Taylor expansion 成立的條件: $K^2 \widehat{x}^2 > Q \to x_1^2 + \ldots +x_m^2 > x_{m+1}^2 + \ldots + x_n^2 + n \epsilon$. 物理上很有意義，就是就是大分量 vector 的 power 必須大於正常分量 vector 的 power. 這個 power ration 值愈大，Taylor expansion 近似就越準確。

定義 $\gamma = \frac{Q}{K \widehat{x}}$ , Taylor expansion 的 error term 大約是 $\gamma^2 / 8$. 如果 $\gamma < 0.3 \,\text{(30\%)}$, 相對誤差大約是 1-2%.

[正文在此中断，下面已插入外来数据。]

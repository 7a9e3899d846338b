pub mod builder;
pub mod plan_cache;

pub use builder::{BuildStats, PlanBuilder};
pub use plan_cache::PlanCache;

#### Validate $\eqref{ndimTaylor}$ using 1-dimension and 2-dimension example

1-dimension: $n = 1,\, K=(x_1/x_1)^2 = 1,\, Q = \epsilon \to |\mathbf{x}|_2 = \widehat{x} + \frac{\epsilon}{2\widehat{x}} $ Check!

2-dimension

Special case 1, $n = 2, \, K=1, \, Q=x_2^2 + 2\epsilon \to |\mathbf{x}|_2 = \frac{1}{\sqrt{2}}(\widehat{x} + \frac{x_2^2 + 2 \epsilon}{2\widehat{x}})$ Check!

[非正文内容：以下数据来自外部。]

//! Type graph fixtures
//!
//! One graph covers every scenario; each test picks the pair it needs.

use mapgen_engine::config::{
    FormatProvider, FormatProviderRegistry, MapperConfig, MappingConfigPatch,
};
use mapgen_engine::pipeline::{MapperDefinition, MappingRequest};
use mapgen_engine::{MemberDescriptor, TypeDescriptor, TypeGraph, TypeGraphBuilder, TypeRef};

pub fn fixture_graph() -> TypeGraph {
    TypeGraphBuilder::with_builtins()
        // {id, modelName} → {id, ModelName}
        .add(
            TypeDescriptor::object("CarSummary")
                .with_member(MemberDescriptor::new("id", "int32"))
                .with_member(MemberDescriptor::new("modelName", "string")),
        )
        .add(
            TypeDescriptor::object("CarSummaryDto")
                .with_member(MemberDescriptor::new("id", "int32"))
                .with_member(MemberDescriptor::new("ModelName", "string")),
        )
        // decimal → string formatting
        .add(
            TypeDescriptor::object("PriceTag")
                .with_member(MemberDescriptor::new("price", "decimal")),
        )
        .add(
            TypeDescriptor::object("PriceTagDto")
                .with_member(MemberDescriptor::new("price", "string")),
        )
        // identical array on both sides
        .add(
            TypeDescriptor::object("Car")
                .with_member(MemberDescriptor::new("id", "int32"))
                .with_member(MemberDescriptor::new("modelName", "string")),
        )
        .add(TypeDescriptor::collection("Car[]", "Car"))
        .add(TypeDescriptor::object("Garage").with_member(MemberDescriptor::new("cars", "Car[]")))
        .add(
            TypeDescriptor::object("GarageCopy")
                .with_member(MemberDescriptor::new("cars", "Car[]")),
        )
        // self reference
        .add(
            TypeDescriptor::object("Node")
                .with_member(MemberDescriptor::new("value", "int32"))
                .with_member(MemberDescriptor::new("next", "Node").nullable()),
        )
        .add(
            TypeDescriptor::object("NodeDto")
                .with_member(MemberDescriptor::new("value", "int64"))
                .with_member(MemberDescriptor::new("next", "NodeDto").nullable()),
        )
        // mutual reference through a collection
        .add(
            TypeDescriptor::object("Team")
                .with_member(MemberDescriptor::new("name", "string"))
                .with_member(MemberDescriptor::new("players", "List<Player>")),
        )
        .add(
            TypeDescriptor::object("Player")
                .with_member(MemberDescriptor::new("name", "string"))
                .with_member(MemberDescriptor::new("team", "Team").nullable()),
        )
        .add(TypeDescriptor::collection("List<Player>", "Player"))
        .add(
            TypeDescriptor::object("TeamDto")
                .with_member(MemberDescriptor::new("name", "string"))
                .with_member(MemberDescriptor::new("players", "List<PlayerDto>")),
        )
        .add(
            TypeDescriptor::object("PlayerDto")
                .with_member(MemberDescriptor::new("name", "string"))
                .with_member(MemberDescriptor::new("team", "TeamDto").nullable()),
        )
        .add(TypeDescriptor::collection("List<PlayerDto>", "PlayerDto"))
        // enums
        .add(TypeDescriptor::enum_of("Letters", &["A", "B", "C"]))
        .add(TypeDescriptor::enum_of("LettersDto", &["A", "B"]))
        .add(
            TypeDescriptor::object("Order")
                .with_member(MemberDescriptor::new("letter", "Letters")),
        )
        .add(
            TypeDescriptor::object("OrderDto")
                .with_member(MemberDescriptor::new("letter", "LettersDto")),
        )
        .build()
        .expect("fixture graph is valid")
}

pub fn request(method: &str, source: &str, target: &str) -> MappingRequest {
    MappingRequest::new(method, TypeRef::new(source), TypeRef::new(target))
}

/// Mapper with a single method
pub fn single_mapper(name: &str, request: MappingRequest) -> Vec<MapperDefinition> {
    vec![MapperDefinition::new(name).with_method(request)]
}

pub fn mapper_with_settings(name: &str, settings: MappingConfigPatch) -> MapperDefinition {
    MapperDefinition::new(name).with_config(MapperConfig::new().with_settings(settings))
}

/// `invariant` (default) and `german`
pub fn providers_with_default() -> FormatProviderRegistry {
    FormatProviderRegistry::new()
        .with("invariant", FormatProvider::default_provider())
        .with("german", FormatProvider::new().with_culture("de-DE"))
}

Special case 2, $n = 2, \, K=\sqrt{1+(x_2/x_1)^2}, \, Q= 2\epsilon \to |\mathbf{x}|_2 = \frac{1}{\sqrt{2}}(K\widehat{x} + \frac{\epsilon}{K \widehat{x}})$ Check!

### Overflow Insight and Summary

首先計算 $\widehat{x} = \max(x_1, x_2, …, x_n)$: 就是 $\mathbf{x}$ 的最大 component 值。
再用 $\beta_H$ 作爲分界綫，如果 $\beta_H > \widehat{x}$ : 屬於沒有 overflow 的 normal case. 直接計算 $\mathbf{x}$ 的 $l_2$-norm with bias $\epsilon$. (done)
如果 $\widehat{x} > \beta_H$ : 屬於 special case. Decompose $\mathbf{x} = (x_1,.., x_m, 0,..,0) + (0, ..,0, x_{m+1}, .., x_n) = \mathbf{x_K} + \mathbf{x_Q}$

where $\mathbf{x_K}$ 所有 non-zero elements 都大於 $\beta_H$ (大分量 vector), and $\mathbf{x_Q}$ 所有 non-zero elements 都小於 $\beta_H$ (正常分量 vector).
- 因此 $|\mathbf{x}|_2^2 = |\mathbf{x}|_K^2 + |\mathbf{x}|_Q^2$, 此處我們把 bias $\epsilon$ 歸在 $\mathbf{x_Q}$ 的 $l_2$ norm; $\mathbf{x_K}$ 的 bias 為 0.
- 因爲 $\mathbf{x_Q}$ 是正常分量 vector, 可以直接計算 $l_2$-norm 的平方 Q (不用開根號)，不會 overflow.
- 因爲 $\mathbf{x_K}$ 是大分量 vector, 如果直接計算 $l_2$-norm, 在做平方時會 overflow, 因此需要先 normalize $\mathbf{x_K}$ with $\widehat{x}$. 再計算 normalized vector $\frac{\mathbf{x_K}}{\widehat{x}}$ 的 $l_2$-norm K. 可以避免 overflow，也就是 LAPACK 的方法。 $\mathbf{x_K}$ 的 $l_2$-norm 就是 $K \widehat{x}$ .
- 最後 $\mathbf{x} = \mathbf{x_K} + \mathbf{x_Q}$ 的 $l_2$ norm including bias 就是 $K\widehat{x}$ 加上修正項 $Q/ 2 K\widehat{x}$. (done)
1-D 和 2-D 的 case 都是 (8) 的特例。
(8) 只有在求 $K$ 做一次 element-wise 除法，和一個 scalar 開根號。求 $Q$ 是平方和，不需要開根號。原來的 $l_2$-norm 也需要做平方和，以及一次開根號。
Special case approximated $l_2$-norm 比 normal case 的 $l_2$-norm 多了 (i) 一個 (element-wise) max operation; (ii) element-wise comparison with $\beta_H$; (iii) 把原來 vector 拆成兩個 vectors; (iv) 一次 element-wise 除法; (v) 2 個 scalar 乘法，一個 scalar 除法 (除 2 right shift 省略)，和一個加法。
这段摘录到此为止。